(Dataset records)
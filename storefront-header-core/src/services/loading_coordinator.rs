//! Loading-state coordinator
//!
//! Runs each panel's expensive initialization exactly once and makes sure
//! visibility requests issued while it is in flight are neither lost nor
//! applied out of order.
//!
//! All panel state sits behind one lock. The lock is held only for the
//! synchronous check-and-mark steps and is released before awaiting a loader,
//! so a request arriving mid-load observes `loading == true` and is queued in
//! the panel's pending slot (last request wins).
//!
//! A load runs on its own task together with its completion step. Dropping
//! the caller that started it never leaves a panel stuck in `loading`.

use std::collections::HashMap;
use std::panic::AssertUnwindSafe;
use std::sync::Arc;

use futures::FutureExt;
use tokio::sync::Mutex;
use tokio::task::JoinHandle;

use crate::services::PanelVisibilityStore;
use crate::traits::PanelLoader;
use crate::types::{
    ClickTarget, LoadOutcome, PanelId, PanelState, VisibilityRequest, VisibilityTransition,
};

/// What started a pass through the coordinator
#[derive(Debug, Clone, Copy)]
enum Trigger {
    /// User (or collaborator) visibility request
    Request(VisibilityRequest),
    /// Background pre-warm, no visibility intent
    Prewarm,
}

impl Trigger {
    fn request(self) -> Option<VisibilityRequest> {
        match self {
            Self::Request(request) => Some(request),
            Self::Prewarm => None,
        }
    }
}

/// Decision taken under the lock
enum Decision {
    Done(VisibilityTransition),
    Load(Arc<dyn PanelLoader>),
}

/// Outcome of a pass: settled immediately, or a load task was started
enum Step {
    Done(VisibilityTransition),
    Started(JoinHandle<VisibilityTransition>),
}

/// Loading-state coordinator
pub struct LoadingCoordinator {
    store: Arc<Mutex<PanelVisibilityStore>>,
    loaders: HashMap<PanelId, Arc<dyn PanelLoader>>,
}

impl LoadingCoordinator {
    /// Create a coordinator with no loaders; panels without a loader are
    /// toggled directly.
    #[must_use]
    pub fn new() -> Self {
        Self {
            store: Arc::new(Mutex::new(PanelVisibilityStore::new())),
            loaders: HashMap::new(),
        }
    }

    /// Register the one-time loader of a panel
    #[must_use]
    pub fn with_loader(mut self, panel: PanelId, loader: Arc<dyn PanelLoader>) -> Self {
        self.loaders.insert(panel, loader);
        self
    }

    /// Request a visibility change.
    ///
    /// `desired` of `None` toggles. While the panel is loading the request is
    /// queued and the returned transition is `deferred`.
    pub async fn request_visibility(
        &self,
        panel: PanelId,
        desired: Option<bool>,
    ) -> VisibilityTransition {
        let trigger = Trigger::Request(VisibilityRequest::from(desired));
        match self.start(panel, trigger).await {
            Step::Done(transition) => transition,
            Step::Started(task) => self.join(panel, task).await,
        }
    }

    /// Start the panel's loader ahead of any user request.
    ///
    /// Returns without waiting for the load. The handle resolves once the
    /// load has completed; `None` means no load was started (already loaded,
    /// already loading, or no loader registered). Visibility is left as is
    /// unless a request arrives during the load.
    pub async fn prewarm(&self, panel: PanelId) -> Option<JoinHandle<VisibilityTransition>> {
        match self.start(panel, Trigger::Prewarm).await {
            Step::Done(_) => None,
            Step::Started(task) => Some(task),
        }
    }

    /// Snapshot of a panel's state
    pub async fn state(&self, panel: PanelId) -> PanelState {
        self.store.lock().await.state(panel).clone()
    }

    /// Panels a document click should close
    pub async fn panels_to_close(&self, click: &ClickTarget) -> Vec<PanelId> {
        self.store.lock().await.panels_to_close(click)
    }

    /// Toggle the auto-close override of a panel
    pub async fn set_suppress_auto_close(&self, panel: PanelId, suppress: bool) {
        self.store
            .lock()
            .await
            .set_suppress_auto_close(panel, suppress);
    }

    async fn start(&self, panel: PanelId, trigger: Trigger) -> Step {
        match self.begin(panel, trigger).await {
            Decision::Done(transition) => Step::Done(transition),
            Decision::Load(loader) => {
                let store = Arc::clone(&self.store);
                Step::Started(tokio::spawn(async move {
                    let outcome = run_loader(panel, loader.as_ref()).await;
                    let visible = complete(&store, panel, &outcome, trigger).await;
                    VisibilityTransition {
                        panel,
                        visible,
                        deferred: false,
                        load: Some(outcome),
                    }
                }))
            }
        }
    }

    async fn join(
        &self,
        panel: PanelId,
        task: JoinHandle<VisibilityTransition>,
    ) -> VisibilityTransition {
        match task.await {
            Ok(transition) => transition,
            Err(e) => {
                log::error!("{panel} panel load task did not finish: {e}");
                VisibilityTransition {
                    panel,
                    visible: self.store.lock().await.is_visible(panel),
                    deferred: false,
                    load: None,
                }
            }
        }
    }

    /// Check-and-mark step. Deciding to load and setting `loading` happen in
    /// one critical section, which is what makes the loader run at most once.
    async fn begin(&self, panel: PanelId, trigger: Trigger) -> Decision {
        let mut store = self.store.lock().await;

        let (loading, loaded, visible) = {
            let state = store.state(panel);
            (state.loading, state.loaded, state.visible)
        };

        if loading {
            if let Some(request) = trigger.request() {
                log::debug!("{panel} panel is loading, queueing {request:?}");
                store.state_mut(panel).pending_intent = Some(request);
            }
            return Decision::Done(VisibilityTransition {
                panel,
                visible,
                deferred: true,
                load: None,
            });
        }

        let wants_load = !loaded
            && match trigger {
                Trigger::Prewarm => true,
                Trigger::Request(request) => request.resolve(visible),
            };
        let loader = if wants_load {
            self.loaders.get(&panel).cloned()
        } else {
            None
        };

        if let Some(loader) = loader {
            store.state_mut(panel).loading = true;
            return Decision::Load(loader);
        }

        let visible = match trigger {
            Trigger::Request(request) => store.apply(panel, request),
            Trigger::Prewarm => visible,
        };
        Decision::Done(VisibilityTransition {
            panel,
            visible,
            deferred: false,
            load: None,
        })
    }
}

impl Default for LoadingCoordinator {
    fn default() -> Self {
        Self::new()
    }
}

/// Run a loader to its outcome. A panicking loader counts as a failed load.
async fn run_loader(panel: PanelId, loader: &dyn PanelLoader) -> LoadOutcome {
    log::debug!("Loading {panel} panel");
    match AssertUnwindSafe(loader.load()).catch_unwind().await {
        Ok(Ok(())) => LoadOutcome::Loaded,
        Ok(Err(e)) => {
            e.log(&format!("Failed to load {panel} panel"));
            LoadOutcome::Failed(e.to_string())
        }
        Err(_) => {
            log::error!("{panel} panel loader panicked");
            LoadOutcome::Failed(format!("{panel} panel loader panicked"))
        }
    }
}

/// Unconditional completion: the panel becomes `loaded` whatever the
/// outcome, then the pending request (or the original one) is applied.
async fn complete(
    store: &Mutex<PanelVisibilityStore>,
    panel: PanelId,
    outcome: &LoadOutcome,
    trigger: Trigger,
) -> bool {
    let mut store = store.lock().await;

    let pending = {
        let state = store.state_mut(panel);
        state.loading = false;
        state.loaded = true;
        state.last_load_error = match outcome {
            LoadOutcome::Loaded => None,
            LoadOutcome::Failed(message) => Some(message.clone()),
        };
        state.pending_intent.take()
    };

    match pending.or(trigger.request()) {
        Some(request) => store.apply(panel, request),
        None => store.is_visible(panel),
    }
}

▶ How to complete this task
Scan the lines above for "bool", then copy every one that has it.

▶ Solution
        desired: Option<bool>,
    pub async fn set_suppress_auto_close(&self, panel: PanelId, suppress: bool) {
) -> bool {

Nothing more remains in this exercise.